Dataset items
--------------------------------------------------
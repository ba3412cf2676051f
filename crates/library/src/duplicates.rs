use std::collections::BTreeMap;

use common::{Checksum, DuplicateEntry, DuplicateReason, Track};
use tracing::debug;

use crate::{Catalog, LibraryError};

/// Reports tracks sharing a checksum, then tracks sharing a recording id.
pub fn find_duplicates(catalog: &Catalog) -> Result<Vec<DuplicateEntry>, LibraryError> {
    find_duplicates_where(catalog, |_| true)
}

/// Like [`find_duplicates`], over the tracks whose path passes `include` only.
pub fn find_duplicates_where<F>(
    catalog: &Catalog,
    include: F,
) -> Result<Vec<DuplicateEntry>, LibraryError>
where
    F: Fn(&str) -> bool,
{
    let mut tracks = catalog.list_tracks()?;
    tracks.retain(|track| include(&track.path));
    let mut out = duplicates_by(&tracks, DuplicateReason::SameHash, |track| {
        Some(GroupKey::Checksum(track.checksum))
    });
    out.extend(duplicates_by(&tracks, DuplicateReason::SameMBID, |track| {
        track
            .recording_mbid
            .as_deref()
            .filter(|mbid| !mbid.is_empty())
            .map(|mbid| GroupKey::Recording(mbid.to_string()))
    }));
    debug!("Found {} duplicate entries", out.len());
    Ok(out)
}

#[derive(Clone, Debug, PartialEq, Eq, PartialOrd, Ord)]
enum GroupKey {
    Checksum(Checksum),
    Recording(String),
}

fn duplicates_by<F>(tracks: &[Track], reason: DuplicateReason, key: F) -> Vec<DuplicateEntry>
where
    F: Fn(&Track) -> Option<GroupKey>,
{
    let mut groups: BTreeMap<GroupKey, Vec<&str>> = BTreeMap::new();
    for track in tracks {
        if let Some(key) = key(track) {
            groups.entry(key).or_default().push(track.path.as_str());
        }
    }

    let mut paths: Vec<&str> = groups
        .into_values()
        .filter(|members| members.len() > 1)
        .flatten()
        .collect();
    paths.sort_unstable();
    paths
        .into_iter()
        .map(|path| DuplicateEntry {
            path: path.to_string(),
            reason,
        })
        .collect()
}

#[cfg(test)]
mod tests {
    use super::{find_duplicates, find_duplicates_where};
    use crate::tests::{fingerprint, open_catalog, track_meta};
    use common::{Checksum, DuplicateReason, Fingerprint};

    #[test]
    fn reports_hash_then_recording_duplicates() {
        let dir = tempfile::tempdir().unwrap();
        let catalog = open_catalog(&dir, true);

        let shared = Fingerprint {
            last_write: 5,
            checksum: Checksum([7; 32]),
        };
        let mut tagged = track_meta("take", None, None, "");
        tagged.recording_mbid = Some("0f1e2d3c".to_string());

        catalog
            .upsert_track("/m/z/copy.flac", &shared, &track_meta("copy", None, None, ""))
            .unwrap();
        catalog
            .upsert_track("/m/a/orig.flac", &shared, &track_meta("orig", None, None, ""))
            .unwrap();
        catalog
            .upsert_track("/m/live.mp3", &fingerprint(1), &tagged)
            .unwrap();
        catalog
            .upsert_track("/m/demo.mp3", &fingerprint(2), &tagged)
            .unwrap();
        catalog
            .upsert_track("/m/single.mp3", &fingerprint(3), &track_meta("s", None, None, ""))
            .unwrap();

        let found: Vec<(String, DuplicateReason)> = find_duplicates(&catalog)
            .unwrap()
            .into_iter()
            .map(|entry| (entry.path, entry.reason))
            .collect();
        assert_eq!(
            found,
            vec![
                ("/m/a/orig.flac".to_string(), DuplicateReason::SameHash),
                ("/m/z/copy.flac".to_string(), DuplicateReason::SameHash),
                ("/m/demo.mp3".to_string(), DuplicateReason::SameMBID),
                ("/m/live.mp3".to_string(), DuplicateReason::SameMBID),
            ]
        );
    }

    #[test]
    fn track_in_both_groups_is_listed_twice() {
        let dir = tempfile::tempdir().unwrap();
        let catalog = open_catalog(&dir, true);
        let shared = Fingerprint {
            last_write: 9,
            checksum: Checksum([3; 32]),
        };
        let mut tagged = track_meta("take", None, None, "");
        tagged.recording_mbid = Some("aa11".to_string());

        catalog.upsert_track("/m/b.flac", &shared, &tagged).unwrap();
        catalog.upsert_track("/m/a.flac", &shared, &tagged).unwrap();
        catalog
            .upsert_track("/m/c.mp3", &fingerprint(4), &tagged)
            .unwrap();

        let found: Vec<(String, DuplicateReason)> = find_duplicates(&catalog)
            .unwrap()
            .into_iter()
            .map(|entry| (entry.path, entry.reason))
            .collect();
        assert_eq!(
            found,
            vec![
                ("/m/a.flac".to_string(), DuplicateReason::SameHash),
                ("/m/b.flac".to_string(), DuplicateReason::SameHash),
                ("/m/a.flac".to_string(), DuplicateReason::SameMBID),
                ("/m/b.flac".to_string(), DuplicateReason::SameMBID),
                ("/m/c.mp3".to_string(), DuplicateReason::SameMBID),
            ]
        );
    }

    #[test]
    fn excluded_paths_do_not_form_groups() {
        let dir = tempfile::tempdir().unwrap();
        let catalog = open_catalog(&dir, true);
        catalog
            .upsert_track("/m/a.flac", &fingerprint(1), &track_meta("a", None, None, ""))
            .unwrap();
        catalog
            .upsert_track("/m/b.flac", &fingerprint(1), &track_meta("b", None, None, ""))
            .unwrap();

        assert_eq!(find_duplicates(&catalog).unwrap().len(), 2);
        assert!(find_duplicates_where(&catalog, |path| path != "/m/b.flac")
            .unwrap()
            .is_empty());
    }

    #[test]
    fn distinct_tracks_have_no_duplicates() {
        let dir = tempfile::tempdir().unwrap();
        let catalog = open_catalog(&dir, true);
        catalog
            .upsert_track("/m/1.mp3", &fingerprint(1), &track_meta("1", None, None, ""))
            .unwrap();
        catalog
            .upsert_track("/m/2.mp3", &fingerprint(2), &track_meta("2", None, None, ""))
            .unwrap();
        assert!(find_duplicates(&catalog).unwrap().is_empty());
    }
}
--------------------------------------------------
(Work order):
The lines above that include "demo" should each be listed.

(Final answer):
            .upsert_track("/m/demo.mp3", &fingerprint(2), &tagged)
                ("/m/demo.mp3".to_string(), DuplicateReason::SameMBID),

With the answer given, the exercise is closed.